If the walk is covered by snow, there’s an alternative, according to Olive councilman Peter Friedel, who has just announced that he’s arranged for discounts at the Belleayre Ski Center for Olive residents. An excellent opportunity to meet our partners in open conspiracy at the western end of the Central Catskills region.


For Sale

“I don’t get it,” one churchgoeer was heard telling another outside of the remaining parish church in Phoenicia last Sunday. “The archdiocese doesn’t get rid of anything.”
The current sell-off comes after years of changes, though.
Earlier this decade, the Missionaries of Our Lady of La Salette, who founded the parish with the building of the Phoenicia parish church in 1902, handed over control of their parish to the Archdiocese of New York after an indiscrete case involving a former pastor forced a settlement.
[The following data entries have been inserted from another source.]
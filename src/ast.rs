//! # Query Grammar - Syntax Values
//!
//! Transient values produced while scanning `where` and `orderBy` text. They
//! live for one compilation call and are discarded once the predicate or
//! comparator is built.
//!
//! ## Architecture Overview
//!
//! - **[tokens]** - Boolean connectives and the connective window read before each term
//! - **[operators]** - Comparison operators and relation quantifiers
//! - **[clause]** - `field operator operand` units and parenthesized groups
//! - **[order]** - Ordering keys and directions
//!
//! ## Filter Grammar
//!
//! ```text
//! Query      := Term (Connective Term)*
//! Connective := "and" | "or" | "not"
//! Term       := "(" Query ")" | Clause
//! Clause     := Field Operator Operand
//! Operand    := QuotedString | "[" Literal ("," Literal)* "]" | "(" Query ")" | Token
//! ```
//!
//! Terms fold strictly left to right: `A or B and C` means `(A or B) and C`.
//!
//! ## Examples
//!
//! ```text
//! Name startsWith 'Al' and Age greaterThan 20
//! Age in [18, 21, null] or not (Name equals 'Bob')
//! Tags any (Label equals 'x')
//! ```
//!
//! ## Ordering Grammar
//!
//! ```text
//! OrderSpec := Key ("thenBy" Key)*
//! Key       := Field ["asc" | "desc"]
//! ```
pub mod clause;
pub mod operators;
pub mod order;
pub mod tokens;

pub use clause::{Clause, Operand, Segment, Term};
pub use operators::{Operator, Quantifier};
pub use order::{Dir, OrderKey, OrderSpec};
pub use tokens::{Connective, ConnectiveWindow};
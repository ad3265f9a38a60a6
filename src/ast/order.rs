use std::cmp::Ordering;
use std::fmt;

/// Sort direction.
#[derive(Debug, Clone, Copy, PartialEq, Eq, Hash, Default)]
pub enum Dir {
    /// Smallest first.
    #[default]
    Asc,
    /// Largest first.
    Desc,
}

impl Dir {
    pub fn parse(word: &str) -> Option<Dir> {
        match word {
            "asc" => Some(Dir::Asc),
            "desc" => Some(Dir::Desc),
            _ => None,
        }
    }

    /// For `Desc`, reverses the ordering.
    pub fn apply(self, ordering: Ordering) -> Ordering {
        match self {
            Dir::Asc => ordering,
            Dir::Desc => ordering.reverse(),
        }
    }

    pub fn as_str(self) -> &'static str {
        match self {
            Dir::Asc => "asc",
            Dir::Desc => "desc",
        }
    }
}

impl fmt::Display for Dir {
    fn fmt(&self, f: &mut fmt::Formatter<'_>) -> fmt::Result {
        f.write_str(self.as_str())
    }
}

/// One key of an ordering.
#[derive(Debug, Clone, PartialEq, Eq)]
pub struct OrderKey {
    pub field: String,
    pub dir: Dir,
}

impl OrderKey {
    pub fn new(field: impl Into<String>, dir: Dir) -> Self {
        OrderKey {
            field: field.into(),
            dir,
        }
    }

    pub fn asc(field: impl Into<String>) -> Self {
        OrderKey::new(field, Dir::Asc)
    }

    pub fn desc(field: impl Into<String>) -> Self {
        OrderKey::new(field, Dir::Desc)
    }
}

/// Keys in priority order: the first is primary, each later key breaks ties.
pub type OrderSpec = Vec<OrderKey>;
In January 2007, the archdiocese announced plans for a major realignment that called for closing some churches, parishes and schools. St. Francis De Sales was listed as a parish that would disappear once the plan was finalized. That would have meant the closure of the main church in Phoenicia and its two mission churches, one in Boiceville and one in Allaben.
Upon hearing word of a plan to eliminate the parish, members of the congregation formed a committee to convince the archdiocese to reconsider and the archdiocese ultimately decided to close the parish’s two mission churches, Our Lady of Lourdes in Allaben and Our Lady of La Salette in Boiceville, but retain the parish and a full complement of daily services at the Phoenicia church.
At the time of the decision, there were no plans to sell the mission churches, but the Rev. Phillip Tran, pastor at St. Francis De Sales, said the archdiocese had eventually reversed itself.
Our Lady of La Salette is on 1.1 acres and has a list price of $179,000. Our Lady of Lourdes is on three-fourths of an acre and has a price of $129,000. The church, built in 1879, is listed as one of the town of Shandaken’s historic structures.
While no one wants to see the churches sold, Tran said, the parish will at least reap some benefits of the sales.
“Part of the money would come back to our church,” he said. “I’m not sure what percentage, though.”
Father Christopher Berean of St. Mary’s of the Snow Parish in Saugerties, who oversaw the parish for several years after its shift from the Missionaries to the Archdiocese, based in New York City, said that he felt for those who were hurting because of the loss of their home churches, but understood the main office’s decision to sell.
“They were wonderful, nice things, but also a financial burden,” Father Berean said, remembering how he used to feel traveling from his main church three miles in either direction to the mission churches also under his wing. “It was like having a second home that you paid to keep heated and clean so you could have lunch there once a week.”
Continuing, Berean pointed out that the idea of mission churches, and the increasing number of ecclesiastical buildings becoming residential homes or businesses in recent years, comes as the result of the changes of the last century… just as some of the old-timers have been saying.
“These churches were all built during a day when people walked or rode horses to get places. Things have changed,” he said. “They were nice, but it’s like losing that time when doctors made house calls. I feel bad for the people who loved their church but have to also see this from a practical point of view.”
Father Berean paused, as if in memory of his Sundays past.
“They were nice,” he said. “But they were luxuries for a poor parish.”